[Stored data entries]
%%

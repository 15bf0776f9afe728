pub mod barcode;
pub mod error;
pub mod format;
pub mod image;
pub mod reader;

// Re-export commonly used types
pub use barcode::{Barcode, ContentType, Point};
pub use error::{Error, Result};
pub use format::{BarcodeFormat, BarcodeFormats};
pub use crate::image::{ImageFormat, ImageInfo, ImageView};
pub use reader::{read_barcodes, read_image, ReaderOptions};
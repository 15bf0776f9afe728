use std::path::PathBuf;

use imageproc::image::ImageError;

pub type Result<T, E = Error> = std::result::Result<T, E>;

#[derive(Debug, thiserror::Error)]
pub enum Error {
    /// The image file could not be read or its contents could not be decoded.
    #[error("failed to load image `{}`", path.display())]
    Decode {
        path: PathBuf,
        #[source]
        source: ImageError,
    },

    /// In-memory image data could not be decoded.
    #[error("failed to decode image data")]
    DecodeBytes(#[from] ImageError),

    /// The reader was handed options or an image view it cannot work with.
    #[error("invalid reader configuration: {0}")]
    Configuration(String),
}

impl Error {
    pub(crate) fn config(msg: impl Into<String>) -> Self {
        Error::Configuration(msg.into())
    }

    pub fn is_decode(&self) -> bool {
        matches!(self, Error::Decode { .. } | Error::DecodeBytes(_))
    }

    pub fn is_configuration(&self) -> bool {
        matches!(self, Error::Configuration(_))
    }
}
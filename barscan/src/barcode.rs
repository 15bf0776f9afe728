use std::fmt;

use serde::Serialize;

use crate::format::BarcodeFormat;

/// What kind of payload a symbol carries.
#[derive(Debug, Clone, Copy, PartialEq, Eq, Serialize)]
pub enum ContentType {
    Text,
    Binary,
    Mixed,
    GS1,
    ISO15434,
}

// ISO/IEC 15434 message envelope header
const ISO15434_HEADER: &[u8] = b"[)>\x1e";

impl ContentType {
    /// Classify a payload from its bytes and, when known, its symbology identifier.
    pub fn classify(symbology_identifier: Option<&str>, bytes: &[u8]) -> Self {
        if symbology_identifier.is_some_and(is_gs1_identifier) {
            return ContentType::GS1;
        }
        if bytes.starts_with(ISO15434_HEADER) {
            return ContentType::ISO15434;
        }

        let Ok(text) = std::str::from_utf8(bytes) else {
            return ContentType::Binary;
        };

        // tab, lf, cr, EOT, GS, RS are normal in text payloads
        let control = text
            .chars()
            .filter(|c| c.is_control() && !matches!(c, '\t' | '\n' | '\r' | '\x04' | '\x1d' | '\x1e'))
            .count();

        match control {
            0 => ContentType::Text,
            n if n * 2 >= text.chars().count() => ContentType::Binary,
            _ => ContentType::Mixed,
        }
    }
}

fn is_gs1_identifier(id: &str) -> bool {
    matches!(
        id,
        "]C1" | "]e0" | "]d2" | "]Q3" | "]Q4" | "]J1" | "]z1" | "]z2"
    )
}

impl fmt::Display for ContentType {
    fn fmt(&self, f: &mut fmt::Formatter<'_>) -> fmt::Result {
        fmt::Debug::fmt(self, f)
    }
}

#[derive(Debug, Clone, Copy, PartialEq, Serialize)]
pub struct Point {
    pub x: f32,
    pub y: f32,
}

/// A decoded symbol.
#[derive(Debug, Clone, PartialEq, Serialize)]
pub struct Barcode {
    pub format: BarcodeFormat,
    pub content_type: ContentType,
    pub text: String,
    pub bytes: Vec<u8>,
    /// Corner or finder-pattern points, in image coordinates
    pub points: Vec<Point>,
    pub symbology_identifier: Option<String>,
    /// Found on the color-inverted image
    pub inverted: bool,
}

impl Barcode {
    pub(crate) fn from_rxing(result: &rxing::RXingResult) -> Option<Self> {
        use rxing::RXingResultMetadataValue as Meta;

        let Some(format) = BarcodeFormat::from_rxing(result.getBarcodeFormat()) else {
            log::warn!(
                "Dropping symbol of unsupported format {:?}",
                result.getBarcodeFormat()
            );
            return None;
        };

        let mut symbology_identifier = None;
        let mut segments: Option<Vec<u8>> = None;
        for value in result.getRXingResultMetadata().values() {
            match value {
                Meta::SymbologyIdentifier(id) => symbology_identifier = Some(id.clone()),
                Meta::ByteSegments(parts) => segments = Some(parts.concat()),
                _ => {}
            }
        }

        let text = result.getText().to_string();
        let bytes = segments
            .filter(|b| !b.is_empty())
            .unwrap_or_else(|| text.as_bytes().to_vec());

        Some(Barcode {
            format,
            content_type: ContentType::classify(symbology_identifier.as_deref(), &bytes),
            points: result
                .getPoints()
                .iter()
                .map(|p| Point { x: p.x, y: p.y })
                .collect(),
            text,
            bytes,
            symbology_identifier,
            inverted: false,
        })
    }

    /// Same symbol, as far as deduplication across passes is concerned.
    pub fn same_symbol(&self, other: &Barcode) -> bool {
        self.format == other.format && self.bytes == other.bytes
    }
}

/// `Format (ContentType): Text / [byte, byte, ...]`
impl fmt::Display for Barcode {
    fn fmt(&self, f: &mut fmt::Formatter<'_>) -> fmt::Result {
        write!(f, "{} ({}): {} / [", self.format, self.content_type, self.text)?;
        for (i, byte) in self.bytes.iter().enumerate() {
            if i > 0 {
                f.write_str(", ")?;
            }
            write!(f, "{byte}")?;
        }
        f.write_str("]")
    }
}
//! Shared testing utilities for sauce-agent CLI tests.

use assert_cmd::Command;
use std::fs;
use std::path::{Path, PathBuf};
use tempfile::TempDir;

/// Testing harness providing an isolated working directory for CLI exercises.
#[allow(dead_code)]
pub struct TestContext {
    root: TempDir,
}

#[allow(dead_code)]
impl TestContext {
    /// Create a new isolated environment.
    pub fn new() -> Self {
        Self { root: TempDir::new().expect("Failed to create temp directory for tests") }
    }

    /// Path of the isolated working directory.
    pub fn work_dir(&self) -> &Path {
        self.root.path()
    }

    /// Write a file into the working directory and return its path.
    pub fn write_file(&self, name: &str, contents: &str) -> PathBuf {
        let path = self.root.path().join(name);
        fs::write(&path, contents).expect("Failed to write test file");
        path
    }

    /// Build a command for invoking the compiled `sauce-agent` binary.
    pub fn cli(&self) -> Command {
        let mut cmd =
            Command::cargo_bin("sauce-agent").expect("Failed to locate sauce-agent binary");
        cmd.current_dir(self.root.path());
        cmd
    }
}
use std::io;

use thiserror::Error;

/// Library-wide error type for sauce-agent operations.
#[derive(Debug, Error)]
pub enum AppError {
    /// Underlying I/O failure.
    #[error(transparent)]
    Io(#[from] io::Error),

    /// Required sauce feature parameter is not set.
    #[error("Required sauce parameter '{0}' is not set")]
    MissingParameter(&'static str),

    /// Sauce Connect port value is present but not a valid port number.
    #[error("Invalid Sauce Connect port '{value}': {details}")]
    InvalidPort { value: String, details: String },

    /// Tunnel manager failed to open or close a connection.
    #[error("Sauce Connect error: {0}")]
    Tunnel(String),

    /// Browser catalog request or decode failure.
    #[error("Browser catalog request failed: {message}")]
    Catalog { message: String, status: Option<u16> },

    /// Embedded asset failed to load.
    #[error("Asset error: {0}")]
    Asset(String),

    /// Preview configuration file has an invalid shape.
    #[error("Malformed preview config: {0}")]
    PreviewConfig(String),

    /// TOML parsing error.
    #[error("TOML parse error: {0}")]
    TomlParse(#[from] toml::de::Error),
}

%%

### Problem requirements
Transcribe all of the data so that each line matches the source exactly.

### Output for this task
repository 15bf0776f9afe728
pub mod barcode;
pub mod error;
pub mod format;
pub mod image;
pub mod reader;

// Re-export commonly used types
pub use barcode::{Barcode, ContentType, Point};
pub use error::{Error, Result};
pub use format::{BarcodeFormat, BarcodeFormats};
pub use crate::image::{ImageFormat, ImageInfo, ImageView};
pub use reader::{read_barcodes, read_image, ReaderOptions};
repository 15bf0776f9afe728
use std::path::PathBuf;

use imageproc::image::ImageError;

pub type Result<T, E = Error> = std::result::Result<T, E>;

#[derive(Debug, thiserror::Error)]
pub enum Error {
    /// The image file could not be read or its contents could not be decoded.
    #[error("failed to load image `{}`", path.display())]
    Decode {
        path: PathBuf,
        #[source]
        source: ImageError,
    },

    /// In-memory image data could not be decoded.
    #[error("failed to decode image data")]
    DecodeBytes(#[from] ImageError),

    /// The reader was handed options or an image view it cannot work with.
    #[error("invalid reader configuration: {0}")]
    Configuration(String),
}

impl Error {
    pub(crate) fn config(msg: impl Into<String>) -> Self {
        Error::Configuration(msg.into())
    }

    pub fn is_decode(&self) -> bool {
        matches!(self, Error::Decode { .. } | Error::DecodeBytes(_))
    }

    pub fn is_configuration(&self) -> bool {
        matches!(self, Error::Configuration(_))
    }
}
filename barscan/src/barcode.rs
repository 15bf0776f9afe728
use std::fmt;

use serde::Serialize;

use crate::format::BarcodeFormat;

/// What kind of payload a symbol carries.
#[derive(Debug, Clone, Copy, PartialEq, Eq, Serialize)]
pub enum ContentType {
    Text,
    Binary,
    Mixed,
    GS1,
    ISO15434,
}

// ISO/IEC 15434 message envelope header
const ISO15434_HEADER: &[u8] = b"[)>\x1e";

impl ContentType {
    /// Classify a payload from its bytes and, when known, its symbology identifier.
    pub fn classify(symbology_identifier: Option<&str>, bytes: &[u8]) -> Self {
        if symbology_identifier.is_some_and(is_gs1_identifier) {
            return ContentType::GS1;
        }
        if bytes.starts_with(ISO15434_HEADER) {
            return ContentType::ISO15434;
        }

        let Ok(text) = std::str::from_utf8(bytes) else {
            return ContentType::Binary;
        };

        // tab, lf, cr, EOT, GS, RS are normal in text payloads
        let control = text
            .chars()
            .filter(|c| c.is_control() && !matches!(c, '\t' | '\n' | '\r' | '\x04' | '\x1d' | '\x1e'))
            .count();

        match control {
            0 => ContentType::Text,
            n if n * 2 >= text.chars().count() => ContentType::Binary,
            _ => ContentType::Mixed,
        }
    }
}

fn is_gs1_identifier(id: &str) -> bool {
    matches!(
        id,
        "]C1" | "]e0" | "]d2" | "]Q3" | "]Q4" | "]J1" | "]z1" | "]z2"
    )
}

impl fmt::Display for ContentType {
    fn fmt(&self, f: &mut fmt::Formatter<'_>) -> fmt::Result {
        fmt::Debug::fmt(self, f)
    }
}

#[derive(Debug, Clone, Copy, PartialEq, Serialize)]
pub struct Point {
    pub x: f32,
    pub y: f32,
}

/// A decoded symbol.
#[derive(Debug, Clone, PartialEq, Serialize)]
pub struct Barcode {
    pub format: BarcodeFormat,
    pub content_type: ContentType,
    pub text: String,
    pub bytes: Vec<u8>,
    /// Corner or finder-pattern points, in image coordinates
    pub points: Vec<Point>,
    pub symbology_identifier: Option<String>,
    /// Found on the color-inverted image
    pub inverted: bool,
}

impl Barcode {
    pub(crate) fn from_rxing(result: &rxing::RXingResult) -> Option<Self> {
        use rxing::RXingResultMetadataValue as Meta;

        let Some(format) = BarcodeFormat::from_rxing(result.getBarcodeFormat()) else {
            log::warn!(
                "Dropping symbol of unsupported format {:?}",
                result.getBarcodeFormat()
            );
            return None;
        };

        let mut symbology_identifier = None;
        let mut segments: Option<Vec<u8>> = None;
        for value in result.getRXingResultMetadata().values() {
            match value {
                Meta::SymbologyIdentifier(id) => symbology_identifier = Some(id.clone()),
                Meta::ByteSegments(parts) => segments = Some(parts.concat()),
                _ => {}
            }
        }

        let text = result.getText().to_string();
        let bytes = segments
            .filter(|b| !b.is_empty())
            .unwrap_or_else(|| text.as_bytes().to_vec());

        Some(Barcode {
            format,
            content_type: ContentType::classify(symbology_identifier.as_deref(), &bytes),
            points: result
                .getPoints()
                .iter()
                .map(|p| Point { x: p.x, y: p.y })
                .collect(),
            text,
            bytes,
            symbology_identifier,
            inverted: false,
        })
    }

    /// Same symbol, as far as deduplication across passes is concerned.
    pub fn same_symbol(&self, other: &Barcode) -> bool {
        self.format == other.format && self.bytes == other.bytes
    }
}

/// `Format (ContentType): Text / [byte, byte, ...]`
impl fmt::Display for Barcode {
    fn fmt(&self, f: &mut fmt::Formatter<'_>) -> fmt::Result {
        write!(f, "{} ({}): {} / [", self.format, self.content_type, self.text)?;
        for (i, byte) in self.bytes.iter().enumerate() {
            if i > 0 {
                f.write_str(", ")?;
            }
            write!(f, "{byte}")?;
        }
        f.write_str("]")
    }
}
//! Shared testing utilities for sauce-agent CLI tests.

use assert_cmd::Command;
use std::fs;
use std::path::{Path, PathBuf};
use tempfile::TempDir;

/// Testing harness providing an isolated working directory for CLI exercises.
#[allow(dead_code)]
pub struct TestContext {
    root: TempDir,
}

#[allow(dead_code)]
impl TestContext {
    /// Create a new isolated environment.
    pub fn new() -> Self {
        Self { root: TempDir::new().expect("Failed to create temp directory for tests") }
    }

    /// Path of the isolated working directory.
    pub fn work_dir(&self) -> &Path {
        self.root.path()
    }

    /// Write a file into the working directory and return its path.
    pub fn write_file(&self, name: &str, contents: &str) -> PathBuf {
        let path = self.root.path().join(name);
        fs::write(&path, contents).expect("Failed to write test file");
        path
    }

    /// Build a command for invoking the compiled `sauce-agent` binary.
    pub fn cli(&self) -> Command {
        let mut cmd =
            Command::cargo_bin("sauce-agent").expect("Failed to locate sauce-agent binary");
        cmd.current_dir(self.root.path());
        cmd
    }
}
use std::io;

use thiserror::Error;

/// Library-wide error type for sauce-agent operations.
#[derive(Debug, Error)]
pub enum AppError {
    /// Underlying I/O failure.
    #[error(transparent)]
    Io(#[from] io::Error),

    /// Required sauce feature parameter is not set.
    #[error("Required sauce parameter '{0}' is not set")]
    MissingParameter(&'static str),

    /// Sauce Connect port value is present but not a valid port number.
    #[error("Invalid Sauce Connect port '{value}': {details}")]
    InvalidPort { value: String, details: String },

    /// Tunnel manager failed to open or close a connection.
    #[error("Sauce Connect error: {0}")]
    Tunnel(String),

    /// Browser catalog request or decode failure.
    #[error("Browser catalog request failed: {message}")]
    Catalog { message: String, status: Option<u16> },

    /// Embedded asset failed to load.
    #[error("Asset error: {0}")]
    Asset(String),

    /// Preview configuration file has an invalid shape.
    #[error("Malformed preview config: {0}")]
    PreviewConfig(String),

    /// TOML parsing error.
    #[error("TOML parse error: {0}")]
    TomlParse(#[from] toml::de::Error),
}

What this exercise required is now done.